12/30/1936 - Luisetti wows with one-hand shot
A landmark moment in basketball occurs as Stanford University beats Long Island University 45-31, snapping L.I.U.'s 43-game winning streak. A gigantic crowd of 17,623 people crammed inside the old Madison Square Garden, not so much to see L.I.U. play the Pacific Coast champions, but more to see Hank Luisetti, Stanford's star player.
It was there that Luisetti wowed the crowd with moves that had never been seen before. Besides dribbling behind his back, Hank shot the ball with one hand and even did it after jumping in the air. Back then, every field goal attempt was either a set shot or a hook shot. Luisetti scored 15 points and amazed the crowd so much that he was given a standing ovation as he walked off the court.
The publicity resulting from his New York performance changed the game of basketball. By showing that a new way of shooting could be done correctly, Luisetti revolutionized the sport. Eventually, jump shots and one-handers became commonplace, and a game once known for its standardization become known for its quickness and athleticism.
12/30/1990 - Skiles racks up 30 assists
In a 155-116 victory against the Denver Nuggets, Scott Skiles of the Orlando Magic collects an NBA-record 30 assists. Skiles broke a 12 year-old record set by Kevin Porter, who collected 29 assists in a game with the Nets in '78. Skiles entered the fourth quarter with 25 assists and struggled mightily to claim assist #30. After getting assist #29, the Magic missed eight shots in a row that would have given him the record. But at last, with 19.6 seconds left in the game, Skiles found Jerry Reynolds for a 20-foot jump shot. Reynolds knocked it down and Skiles walked away with the record.

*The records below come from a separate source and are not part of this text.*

use rand::Rng;
use std::fmt;
use std::num::IntErrorKind;

pub const MIN_NUMBER: i64 = 1;
pub const MAX_NUMBER: i64 = 100;
pub const MAX_ATTEMPTS: u32 = 10;

/// Range and attempt limit shared by every game on a server
#[derive(Debug, Clone, Copy, PartialEq, Eq)]
pub struct GameRules {
    pub min: i64,
    pub max: i64,
    pub max_attempts: u32,
}

impl Default for GameRules {
    fn default() -> Self {
        Self {
            min: MIN_NUMBER,
            max: MAX_NUMBER,
            max_attempts: MAX_ATTEMPTS,
        }
    }
}

#[derive(Debug, Clone, PartialEq, Eq, thiserror::Error)]
pub enum RulesError {
    #[error("lowest number {min} is above highest number {max}")]
    EmptyRange { min: i64, max: i64 },
    #[error("a game needs at least one attempt")]
    NoAttempts,
}

impl GameRules {
    pub fn new(min: i64, max: i64, max_attempts: u32) -> Result<Self, RulesError> {
        if min > max {
            return Err(RulesError::EmptyRange { min, max });
        }
        if max_attempts == 0 {
            return Err(RulesError::NoAttempts);
        }

        Ok(Self {
            min,
            max,
            max_attempts,
        })
    }

    pub fn contains(&self, value: i64) -> bool {
        (self.min..=self.max).contains(&value)
    }

    pub fn draw_secret<R: Rng + ?Sized>(&self, rng: &mut R) -> i64 {
        rng.gen_range(self.min..=self.max)
    }
}

/// Rejected guesses. Neither variant touches the session.
#[derive(Debug, Clone, PartialEq, Eq, thiserror::Error)]
pub enum GuessError {
    #[error("Please enter a valid number.")]
    NotANumber,
    #[error("The number must be between {min} and {max}.")]
    OutOfRange { min: i64, max: i64 },
    #[error("The game is over.")]
    GameOver,
}

/// Bootstrap alert flavour used when showing feedback
#[derive(Debug, Clone, Copy, PartialEq, Eq)]
pub enum AlertLevel {
    Info,
    Warning,
    Success,
    Danger,
}

impl AlertLevel {
    pub fn as_str(&self) -> &'static str {
        match self {
            AlertLevel::Info => "info",
            AlertLevel::Warning => "warning",
            AlertLevel::Success => "success",
            AlertLevel::Danger => "danger",
        }
    }
}

impl GuessError {
    pub fn alert(&self) -> AlertLevel {
        AlertLevel::Warning
    }
}

#[derive(Debug, Clone, Copy, PartialEq, Eq)]
pub enum GuessOutcome {
    Correct { attempts: u32 },
    Exhausted,
    TooLow { remaining: u32 },
    TooHigh { remaining: u32 },
}

impl GuessOutcome {
    pub fn alert(&self) -> AlertLevel {
        match self {
            GuessOutcome::Correct { .. } => AlertLevel::Success,
            GuessOutcome::Exhausted => AlertLevel::Danger,
            GuessOutcome::TooLow { .. } | GuessOutcome::TooHigh { .. } => AlertLevel::Info,
        }
    }
}

impl fmt::Display for GuessOutcome {
    fn fmt(&self, f: &mut fmt::Formatter<'_>) -> fmt::Result {
        match self {
            GuessOutcome::Correct { attempts } => {
                write!(f, "Congratulations! You guessed it in {} attempts.", attempts)
            }
            GuessOutcome::Exhausted => write!(f, "Sorry, you are out of guesses. Game over."),
            GuessOutcome::TooLow { remaining } => {
                write!(f, "Too low. Remaining guesses: {}.", remaining)
            }
            GuessOutcome::TooHigh { remaining } => {
                write!(f, "Too high. Remaining guesses: {}.", remaining)
            }
        }
    }
}

/// Parses raw form input into a guess inside the configured range.
///
/// Surrounding whitespace is ignored and a leading sign is accepted. Integers
/// too large for an `i64` are reported as out of range rather than as garbage.
/// Only ASCII digits count: digit separators like `1_0` and non-ASCII digits
/// are not a number.
pub fn parse_guess(raw: &str, rules: &GameRules) -> Result<i64, GuessError> {
    let out_of_range = GuessError::OutOfRange {
        min: rules.min,
        max: rules.max,
    };

    match raw.trim().parse::<i64>() {
        Ok(value) if rules.contains(value) => Ok(value),
        Ok(_) => Err(out_of_range),
        Err(e) => match e.kind() {
            IntErrorKind::PosOverflow | IntErrorKind::NegOverflow => Err(out_of_range),
            _ => Err(GuessError::NotANumber),
        },
    }
}

/// Per-player game state
#[derive(Debug, Clone, PartialEq, Eq)]
pub struct GameSession {
    pub secret: i64,
    pub attempts: u32,
    pub history: Vec<i64>,
    pub finished: bool,
}

impl GameSession {
    pub fn new(secret: i64) -> Self {
        Self {
            secret,
            attempts: 0,
            history: Vec::new(),
            finished: false,
        }
    }

    pub fn start<R: Rng + ?Sized>(rules: &GameRules, rng: &mut R) -> Self {
        Self::new(rules.draw_secret(rng))
    }

    pub fn remaining(&self, rules: &GameRules) -> u32 {
        rules.max_attempts.saturating_sub(self.attempts)
    }

    /// Validates and applies one guess.
    ///
    /// Only a valid guess on an unfinished game changes anything: the attempt
    /// counter and history grow by one and the game may end. A hit is checked
    /// before the attempt limit, so guessing right on the last attempt wins.
    pub fn guess(&mut self, raw: &str, rules: &GameRules) -> Result<GuessOutcome, GuessError> {
        if self.finished {
            return Err(GuessError::GameOver);
        }

        let value = parse_guess(raw, rules)?;
        self.attempts += 1;
        self.history.push(value);

        if value == self.secret {
            self.finished = true;
            return Ok(GuessOutcome::Correct {
                attempts: self.attempts,
            });
        }

        if self.attempts >= rules.max_attempts {
            self.finished = true;
            return Ok(GuessOutcome::Exhausted);
        }

        let remaining = self.remaining(rules);
        if value < self.secret {
            Ok(GuessOutcome::TooLow { remaining })
        } else {
            Ok(GuessOutcome::TooHigh { remaining })
        }
    }
}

Although Scott Skiles, who won the most improved award that season, earned the record, he was also the beneficiary of a ridiculously high-paced Nuggets team. In the 1980's, the Denver Nuggets found success by playing little to no defense and trying to run the other team out of the building. After a few years of mediocre success, coach Paul Westhead decided to kick it up a notch and focus only on offense. And because the team was bad, the Nuggets didn't just lose -- they lost BIG.

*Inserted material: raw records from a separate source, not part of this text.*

//! launchpadlib-style credential files.
//!
//! ```text
//! [1]
//! consumer_key = archive-admin
//! consumer_secret =
//! access_token = XXXXXXXXXXXXXXXXXXXX
//! access_secret = YYYYYYYYYYYYYYYYYYYYYYYYYYYYYYYYYYYYYYYYYYYYYYYYYYYYYYYYYYYYYYYYYYYYYYYYYYYYYYYY
//! ```

use std::path::{Path, PathBuf};

use tracing::debug;

use super::types::home_dir;
use super::{CredentialError, OAuthToken, TokenProvider, TokenSource};
use crate::ini::{Ini, IniError};

const SECTION: &str = "1";

/// Default credentials file, `~/.config/archive-admin/credentials`.
pub fn default_credentials_path() -> Result<PathBuf, CredentialError> {
  Ok(home_dir()?.join(".config").join("archive-admin").join("credentials"))
}

/// Reads an OAuth token from a launchpadlib credentials file.
#[derive(Debug, Clone)]
pub struct CredentialsFileProvider {
  path: PathBuf,
}

impl CredentialsFileProvider {
  pub fn new(path: impl Into<PathBuf>) -> Self {
    Self { path: path.into() }
  }

  pub fn path(&self) -> &Path {
    &self.path
  }

  fn invalid(&self, message: impl Into<String>) -> CredentialError {
    CredentialError::InvalidCredentialsFile {
      path: self.path.clone(),
      message: message.into(),
    }
  }
}

impl TokenProvider for CredentialsFileProvider {
  fn get_token(&self) -> Result<Option<OAuthToken>, CredentialError> {
    if !self.path.exists() {
      debug!("No credentials file at {}", self.path.display());
      return Ok(None);
    }

    let ini = match Ini::load(&self.path) {
      Ok(ini) => ini,
      Err(IniError::Io { source, .. }) => return Err(source.into()),
      Err(err) => return Err(self.invalid(err.to_string())),
    };

    let field = |key: &'static str| {
      ini
        .get(SECTION, key)
        .map(str::to_string)
        .ok_or_else(|| self.invalid(format!("missing {key} in section [{SECTION}]")))
    };

    Ok(Some(OAuthToken {
      consumer_key: field("consumer_key")?,
      consumer_secret: ini.get(SECTION, "consumer_secret").unwrap_or_default().to_string(),
      access_token: field("access_token")?,
      access_secret: field("access_secret")?,
    }))
  }

  fn source(&self) -> TokenSource {
    TokenSource::File(self.path.clone())
  }
}

#[cfg(test)]
mod tests {
  use super::*;

  #[test]
  fn reads_launchpadlib_file() {
    let dir = tempfile::tempdir().unwrap();
    let path = dir.path().join("credentials");
    std::fs::write(
      &path,
      "[1]\nconsumer_key = archive-admin\nconsumer_secret = \naccess_token = tok\naccess_secret = sec\n",
    )
    .unwrap();

    let provider = CredentialsFileProvider::new(&path);
    let token = provider.get_token().unwrap().unwrap();
    assert_eq!(token.consumer_key, "archive-admin");
    assert_eq!(token.consumer_secret, "");
    assert_eq!(token.access_secret, "sec");
    assert_eq!(provider.source(), TokenSource::File(path));
  }

  #[test]
  fn missing_file_is_not_an_error() {
    let dir = tempfile::tempdir().unwrap();
    let provider = CredentialsFileProvider::new(dir.path().join("nope"));
    assert!(provider.get_token().unwrap().is_none());
  }

  #[test]
  fn missing_fields_are_reported() {
    let dir = tempfile::tempdir().unwrap();
    let path = dir.path().join("credentials");
    std::fs::write(&path, "[1]\nconsumer_key = archive-admin\n").unwrap();

    let err = CredentialsFileProvider::new(&path).get_token().unwrap_err();
    assert!(err.to_string().contains("missing access_token"));
  }
}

In their first game of the season, the Nuggets met up with a Golden State Warriors team coached by Don Nelson, whose priority was also to score like crazy. The result was a 162-158 win for the Warriors, still the highest-scoring game in history to never go to overtime. It wasn't an aberration.
The 1990-1991 Nuggets scored 119.9 points per game, impressive except they also allowed a colossal 130.8 per game, easily an all time high. That year, the Denver Nuggets went 20-62. Every single team they played, including teams they beat, scored at least 105 points. Dozens of players recorded career-highs and season highs against them, with new records seeming to be set every day. Skiles was one of them.